Et si des solutions alternatives existaient ? Et si on pouvait optimiser les ressources naturelles d’eau douce ? Utiliser les eaux pluviales, réutiliser les eaux usées ? Et au passage, valoriser les déchets ? Autant de questions auxquelles non seulement les scientifiques mais aussi les collectivités locales, les syndicats de production et de traitement des eaux, les grands opérateurs et concessionnaires de réseaux, les industriels, les organismes de santé publique, les acteurs du logement etc. aimeraient pouvoir répondre.
Les recherches et les tests, faits à l’échelle 1, s’ordonneront autour de deux grandes thématiques : celle du bâtiment et celle de la parcelle. A l’échelle du bâtiment, on s’interrogera sur les réseaux intérieurs et la qualité de l’eau qui y circule ; sur la récupération et l’utilisation des eaux pluviales ou encore sur le recyclage des eaux usées et des déchets, telles les feuilles récupérées sur les toitures. A l’échelle de la parcelle, autres axes de recherche : on testera le comportement des systèmes d’évacuation par temps de pluie et la "réponse" de la parcelle face à tel ou tel événement climatique (sécheresse, énormes intempéries) ou encore, on intègrera les impacts environnementaux des rejets.
Dans un cas comme dans l’autre, les mesures se feront grandeur nature, grâce à un ensemble de capteurs répartis sur les circuits intérieurs et extérieurs d’Aquasim et renvoyant les données à un centre de pilotage. En d’autres termes, le process sera entièrement automatisé, informatisé et piloté par un système numérique de commande et de contrôle. A noter que ce process a été techniquement conçu et mis en place de telle sorte qu’il soit évolutif, c’est-à-dire susceptible de s’adapter à des problématiques encore inconnues…

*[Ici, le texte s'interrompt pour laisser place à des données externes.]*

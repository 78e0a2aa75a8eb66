//! REST endpoint declarations, grouped by backend resource.
//!
//! Each function only describes a request (method, path, query, body); the
//! [`Gateway`](super::gateway::Gateway) sends it. Builders that take an update
//! payload validate it first so malformed bodies never leave the client.
//!
//! ERROR HANDLING
//! ==============
//! Builders with bodies return `Result` so validation and encoding failures
//! surface as [`ApiError`] before any network traffic.

#[cfg(test)]
#[path = "api_test.rs"]
mod api_test;

use super::gateway::{ApiError, ApiRequest};

/// `/auth/*`: credential exchange.
pub mod auth {
    use super::{ApiError, ApiRequest};
    use crate::net::types::{LoginRequest, RegisterData};

    /// # Errors
    ///
    /// Returns [`ApiError::Encode`] if the body cannot be serialized.
    pub fn login(email: &str, password: &str) -> Result<ApiRequest, ApiError> {
        let body = LoginRequest { email: email.to_owned(), password: password.to_owned() };
        Ok(ApiRequest::post("/auth/login").json(&body)?.credential_exchange())
    }

    /// # Errors
    ///
    /// Returns [`ApiError::Invalid`] when a required field is missing.
    pub fn register(data: &RegisterData) -> Result<ApiRequest, ApiError> {
        data.validate().map_err(|e| ApiError::Invalid(e.to_owned()))?;
        Ok(ApiRequest::post("/auth/register").json(data)?.credential_exchange())
    }

    pub fn refresh() -> ApiRequest {
        ApiRequest::post("/auth/refresh")
    }
}

/// `/appointments`: booking CRUD.
pub mod appointments {
    use super::{ApiError, ApiRequest, invalid};
    use crate::net::types::{AppointmentQuery, AppointmentUpdate, NewAppointment};

    /// # Errors
    ///
    /// Returns [`ApiError::Invalid`] for a blank or reversed time slot.
    pub fn create(appointment: &NewAppointment) -> Result<ApiRequest, ApiError> {
        appointment.validate().map_err(invalid)?;
        ApiRequest::post("/appointments").json(appointment)
    }

    pub fn list(query: &AppointmentQuery) -> ApiRequest {
        ApiRequest::get("/appointments").query(query.to_pairs())
    }

    pub fn get(id: i64) -> ApiRequest {
        ApiRequest::get(format!("/appointments/{id}"))
    }

    /// # Errors
    ///
    /// Returns [`ApiError::Invalid`] for an empty or inconsistent update.
    pub fn update(id: i64, update: &AppointmentUpdate) -> Result<ApiRequest, ApiError> {
        update.validate().map_err(invalid)?;
        ApiRequest::patch(format!("/appointments/{id}")).json(update)
    }

    /// The backend reads the cancellation reason from the query string.
    pub fn cancel(id: i64, reason: &str) -> ApiRequest {
        let request = ApiRequest::delete(format!("/appointments/{id}"));
        let reason = reason.trim();
        if reason.is_empty() {
            return request;
        }
        request.query(vec![("reason".to_owned(), reason.to_owned())])
    }
}

/// `/staff`: staff directory, availability, and schedules.
pub mod staff {
    use super::{ApiError, ApiRequest, invalid};
    use crate::net::types::ScheduleUpdate;

    pub fn list() -> ApiRequest {
        ApiRequest::get("/staff")
    }

    pub fn get(id: i64) -> ApiRequest {
        ApiRequest::get(format!("/staff/{id}"))
    }

    /// `date` is an ISO-8601 calendar date (`YYYY-MM-DD`).
    pub fn availability(id: i64, date: &str) -> ApiRequest {
        ApiRequest::get(format!("/staff/{id}/availability")).query(vec![("date".to_owned(), date.to_owned())])
    }

    /// # Errors
    ///
    /// Returns [`ApiError::Invalid`] when the schedule does not validate.
    pub fn update_schedule(id: i64, update: &ScheduleUpdate) -> Result<ApiRequest, ApiError> {
        update.validate().map_err(invalid)?;
        ApiRequest::patch(format!("/staff/{id}/schedule")).json(update)
    }
}

/// `/services`: service catalog.
pub mod services {
    use super::ApiRequest;

    pub fn list() -> ApiRequest {
        ApiRequest::get("/services")
    }

    pub fn get(id: i64) -> ApiRequest {
        ApiRequest::get(format!("/services/{id}"))
    }
}

/// `/admin/*`: reporting.
pub mod admin {
    use super::ApiRequest;

    pub fn analytics() -> ApiRequest {
        ApiRequest::get("/admin/analytics")
    }

    pub fn activity_log() -> ApiRequest {
        ApiRequest::get("/admin/activity-log")
    }

    pub fn staff_load() -> ApiRequest {
        ApiRequest::get("/admin/staff-load")
    }
}

/// `/users/me`: the signed-in user's own profile.
pub mod users {
    use super::{ApiError, ApiRequest, invalid};
    use crate::net::types::ProfileUpdate;

    pub fn profile() -> ApiRequest {
        ApiRequest::get("/users/me")
    }

    /// # Errors
    ///
    /// Returns [`ApiError::Invalid`] for an empty update or blank names.
    pub fn update_profile(update: &ProfileUpdate) -> Result<ApiRequest, ApiError> {
        update.validate().map_err(invalid)?;
        ApiRequest::patch("/users/me").json(update)
    }
}

fn invalid(message: String) -> ApiError {
    ApiError::Invalid(message)
}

A équipement scientifique novateur, approches et investigations novatrices. Aquasim s’inscrit clairement, à l’échelle européenne, comme un composant fort de la plate-forme technique de l’eau. Au-delà des partenariats financiers et industriels, la part belle sera donc faite aux partenariats scientifiques : laboratoires, réseaux nationaux et internationaux et, parce qu’Aquasim ne veut pas se limiter aux acteurs "classiques" de l’eau, à toute autre communauté scientifique et technique.